Task instructions — After finding the line containing "fn clear_simple_modifications(&mut self);" below, please output that line and each following one through the line containing "pub struct SimpleRemappingEngine", exactly as written.

---------------

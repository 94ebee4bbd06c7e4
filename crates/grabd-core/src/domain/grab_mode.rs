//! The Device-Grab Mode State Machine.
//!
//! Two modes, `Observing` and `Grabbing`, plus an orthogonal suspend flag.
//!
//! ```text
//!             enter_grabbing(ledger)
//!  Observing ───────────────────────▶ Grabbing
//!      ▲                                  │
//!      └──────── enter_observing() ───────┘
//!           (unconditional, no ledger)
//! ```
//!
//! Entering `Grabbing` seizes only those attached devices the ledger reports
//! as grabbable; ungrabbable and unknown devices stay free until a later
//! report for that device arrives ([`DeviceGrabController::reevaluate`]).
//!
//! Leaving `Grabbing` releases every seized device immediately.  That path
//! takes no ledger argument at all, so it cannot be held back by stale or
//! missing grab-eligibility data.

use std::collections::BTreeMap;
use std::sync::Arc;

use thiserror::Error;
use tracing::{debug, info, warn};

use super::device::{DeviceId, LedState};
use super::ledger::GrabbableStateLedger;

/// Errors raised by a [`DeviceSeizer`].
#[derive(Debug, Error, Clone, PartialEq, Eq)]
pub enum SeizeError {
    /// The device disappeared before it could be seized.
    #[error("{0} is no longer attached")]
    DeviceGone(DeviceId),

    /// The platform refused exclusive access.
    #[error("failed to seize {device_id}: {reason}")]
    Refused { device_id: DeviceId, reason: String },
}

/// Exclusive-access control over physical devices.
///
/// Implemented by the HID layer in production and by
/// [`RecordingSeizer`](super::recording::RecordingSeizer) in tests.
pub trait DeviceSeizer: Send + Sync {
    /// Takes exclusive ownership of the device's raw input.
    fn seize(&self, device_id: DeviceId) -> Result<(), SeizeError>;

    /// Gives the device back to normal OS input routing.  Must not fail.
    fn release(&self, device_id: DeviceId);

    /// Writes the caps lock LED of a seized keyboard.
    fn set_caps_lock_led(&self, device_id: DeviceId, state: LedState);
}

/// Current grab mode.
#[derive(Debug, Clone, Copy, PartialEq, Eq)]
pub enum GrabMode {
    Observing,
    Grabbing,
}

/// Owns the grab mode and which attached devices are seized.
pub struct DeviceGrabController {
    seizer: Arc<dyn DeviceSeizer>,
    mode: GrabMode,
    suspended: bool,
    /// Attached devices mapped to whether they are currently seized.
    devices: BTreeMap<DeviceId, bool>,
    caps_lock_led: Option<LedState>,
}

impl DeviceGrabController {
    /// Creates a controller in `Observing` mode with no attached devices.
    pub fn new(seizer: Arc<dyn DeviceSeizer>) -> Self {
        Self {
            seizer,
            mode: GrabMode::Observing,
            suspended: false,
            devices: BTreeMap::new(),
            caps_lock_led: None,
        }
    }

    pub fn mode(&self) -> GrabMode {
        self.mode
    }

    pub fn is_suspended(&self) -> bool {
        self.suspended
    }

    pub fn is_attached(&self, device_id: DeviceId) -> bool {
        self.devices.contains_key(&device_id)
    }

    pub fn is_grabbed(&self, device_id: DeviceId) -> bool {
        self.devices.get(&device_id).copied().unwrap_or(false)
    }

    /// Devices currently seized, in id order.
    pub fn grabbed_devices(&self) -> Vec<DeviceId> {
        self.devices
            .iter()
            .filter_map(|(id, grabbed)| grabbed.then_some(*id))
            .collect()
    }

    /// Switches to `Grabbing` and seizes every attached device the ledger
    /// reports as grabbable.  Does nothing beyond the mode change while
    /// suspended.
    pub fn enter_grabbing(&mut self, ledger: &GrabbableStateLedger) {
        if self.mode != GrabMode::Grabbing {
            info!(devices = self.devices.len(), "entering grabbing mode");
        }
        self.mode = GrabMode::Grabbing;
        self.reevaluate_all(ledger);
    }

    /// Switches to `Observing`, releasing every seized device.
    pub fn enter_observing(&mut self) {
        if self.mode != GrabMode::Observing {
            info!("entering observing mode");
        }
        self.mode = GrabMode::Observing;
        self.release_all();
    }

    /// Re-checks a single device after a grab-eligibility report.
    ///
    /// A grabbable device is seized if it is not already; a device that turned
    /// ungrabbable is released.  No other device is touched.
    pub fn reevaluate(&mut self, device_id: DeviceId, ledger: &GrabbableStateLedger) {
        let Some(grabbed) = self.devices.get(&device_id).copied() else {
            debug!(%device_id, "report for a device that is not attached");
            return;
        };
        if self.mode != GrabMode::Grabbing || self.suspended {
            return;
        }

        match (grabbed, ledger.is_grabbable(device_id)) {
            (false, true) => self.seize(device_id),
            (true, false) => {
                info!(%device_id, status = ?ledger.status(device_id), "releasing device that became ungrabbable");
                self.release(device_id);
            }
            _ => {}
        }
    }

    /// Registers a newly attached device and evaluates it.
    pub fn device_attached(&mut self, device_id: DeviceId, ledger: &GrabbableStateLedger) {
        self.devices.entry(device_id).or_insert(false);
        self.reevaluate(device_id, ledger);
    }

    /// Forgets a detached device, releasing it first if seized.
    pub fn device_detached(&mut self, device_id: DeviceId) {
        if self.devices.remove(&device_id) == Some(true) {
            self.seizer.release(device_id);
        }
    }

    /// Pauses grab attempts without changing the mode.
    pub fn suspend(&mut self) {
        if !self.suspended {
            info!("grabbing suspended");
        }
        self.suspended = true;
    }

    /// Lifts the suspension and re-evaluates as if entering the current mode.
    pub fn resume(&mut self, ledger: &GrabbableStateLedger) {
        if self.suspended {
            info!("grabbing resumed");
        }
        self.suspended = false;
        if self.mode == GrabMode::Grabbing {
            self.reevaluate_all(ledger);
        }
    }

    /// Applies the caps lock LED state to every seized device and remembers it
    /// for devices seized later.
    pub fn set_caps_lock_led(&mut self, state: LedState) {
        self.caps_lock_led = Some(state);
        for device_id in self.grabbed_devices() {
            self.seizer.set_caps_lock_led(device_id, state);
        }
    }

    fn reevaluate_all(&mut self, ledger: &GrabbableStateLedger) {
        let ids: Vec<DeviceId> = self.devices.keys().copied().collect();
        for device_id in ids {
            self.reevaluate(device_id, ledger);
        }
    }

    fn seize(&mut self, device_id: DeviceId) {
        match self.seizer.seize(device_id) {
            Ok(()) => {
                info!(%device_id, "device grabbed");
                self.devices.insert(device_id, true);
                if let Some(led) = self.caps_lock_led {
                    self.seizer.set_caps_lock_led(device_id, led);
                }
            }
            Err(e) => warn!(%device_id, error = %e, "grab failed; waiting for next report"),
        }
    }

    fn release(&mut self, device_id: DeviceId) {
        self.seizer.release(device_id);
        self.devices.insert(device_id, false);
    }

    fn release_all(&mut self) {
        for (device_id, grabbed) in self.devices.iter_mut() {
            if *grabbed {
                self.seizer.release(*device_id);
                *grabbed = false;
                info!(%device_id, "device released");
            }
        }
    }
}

---------------

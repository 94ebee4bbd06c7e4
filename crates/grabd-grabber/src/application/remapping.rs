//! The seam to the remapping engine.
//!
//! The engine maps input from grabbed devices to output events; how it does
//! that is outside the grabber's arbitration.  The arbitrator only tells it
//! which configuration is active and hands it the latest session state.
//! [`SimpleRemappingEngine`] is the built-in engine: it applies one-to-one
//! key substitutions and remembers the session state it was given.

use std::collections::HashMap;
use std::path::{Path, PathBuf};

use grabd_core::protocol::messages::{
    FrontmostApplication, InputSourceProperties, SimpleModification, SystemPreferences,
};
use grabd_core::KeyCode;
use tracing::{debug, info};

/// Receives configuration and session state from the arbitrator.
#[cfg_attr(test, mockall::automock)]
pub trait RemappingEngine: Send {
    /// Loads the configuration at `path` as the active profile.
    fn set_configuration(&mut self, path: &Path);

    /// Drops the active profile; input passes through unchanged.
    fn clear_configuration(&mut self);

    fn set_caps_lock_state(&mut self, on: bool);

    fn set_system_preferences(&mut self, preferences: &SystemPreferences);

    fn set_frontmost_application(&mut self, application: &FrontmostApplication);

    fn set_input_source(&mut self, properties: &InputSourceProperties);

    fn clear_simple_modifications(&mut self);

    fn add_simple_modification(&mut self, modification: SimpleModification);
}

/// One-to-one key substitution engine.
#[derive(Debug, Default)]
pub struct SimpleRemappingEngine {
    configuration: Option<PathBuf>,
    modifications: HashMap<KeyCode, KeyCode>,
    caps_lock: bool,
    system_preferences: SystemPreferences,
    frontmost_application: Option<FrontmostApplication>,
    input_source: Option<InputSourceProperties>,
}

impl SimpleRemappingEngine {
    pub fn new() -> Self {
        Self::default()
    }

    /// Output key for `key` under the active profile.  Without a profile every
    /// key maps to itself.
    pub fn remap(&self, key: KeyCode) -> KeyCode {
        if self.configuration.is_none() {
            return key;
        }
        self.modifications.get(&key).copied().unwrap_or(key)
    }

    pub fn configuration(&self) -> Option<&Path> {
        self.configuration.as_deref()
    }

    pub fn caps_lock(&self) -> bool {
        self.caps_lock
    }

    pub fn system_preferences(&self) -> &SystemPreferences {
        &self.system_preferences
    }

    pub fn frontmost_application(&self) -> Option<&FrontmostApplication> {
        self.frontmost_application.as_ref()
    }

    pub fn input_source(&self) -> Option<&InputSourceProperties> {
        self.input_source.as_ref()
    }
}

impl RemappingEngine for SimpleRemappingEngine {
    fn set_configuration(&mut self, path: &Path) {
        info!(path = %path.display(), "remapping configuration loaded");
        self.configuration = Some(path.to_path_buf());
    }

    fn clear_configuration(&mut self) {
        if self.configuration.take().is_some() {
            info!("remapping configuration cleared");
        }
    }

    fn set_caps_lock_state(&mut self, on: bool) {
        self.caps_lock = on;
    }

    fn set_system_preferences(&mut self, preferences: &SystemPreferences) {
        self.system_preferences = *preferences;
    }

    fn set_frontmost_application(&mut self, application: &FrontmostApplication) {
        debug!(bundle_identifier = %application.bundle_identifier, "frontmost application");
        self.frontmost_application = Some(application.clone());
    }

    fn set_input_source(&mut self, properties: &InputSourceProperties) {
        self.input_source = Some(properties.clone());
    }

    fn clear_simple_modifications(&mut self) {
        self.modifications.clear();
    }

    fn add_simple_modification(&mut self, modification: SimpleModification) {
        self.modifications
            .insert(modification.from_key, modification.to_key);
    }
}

---------------

Worked solution —
    fn clear_simple_modifications(&mut self);

    fn add_simple_modification(&mut self, modification: SimpleModification);
}

/// One-to-one key substitution engine.
#[derive(Debug, Default)]
pub struct SimpleRemappingEngine {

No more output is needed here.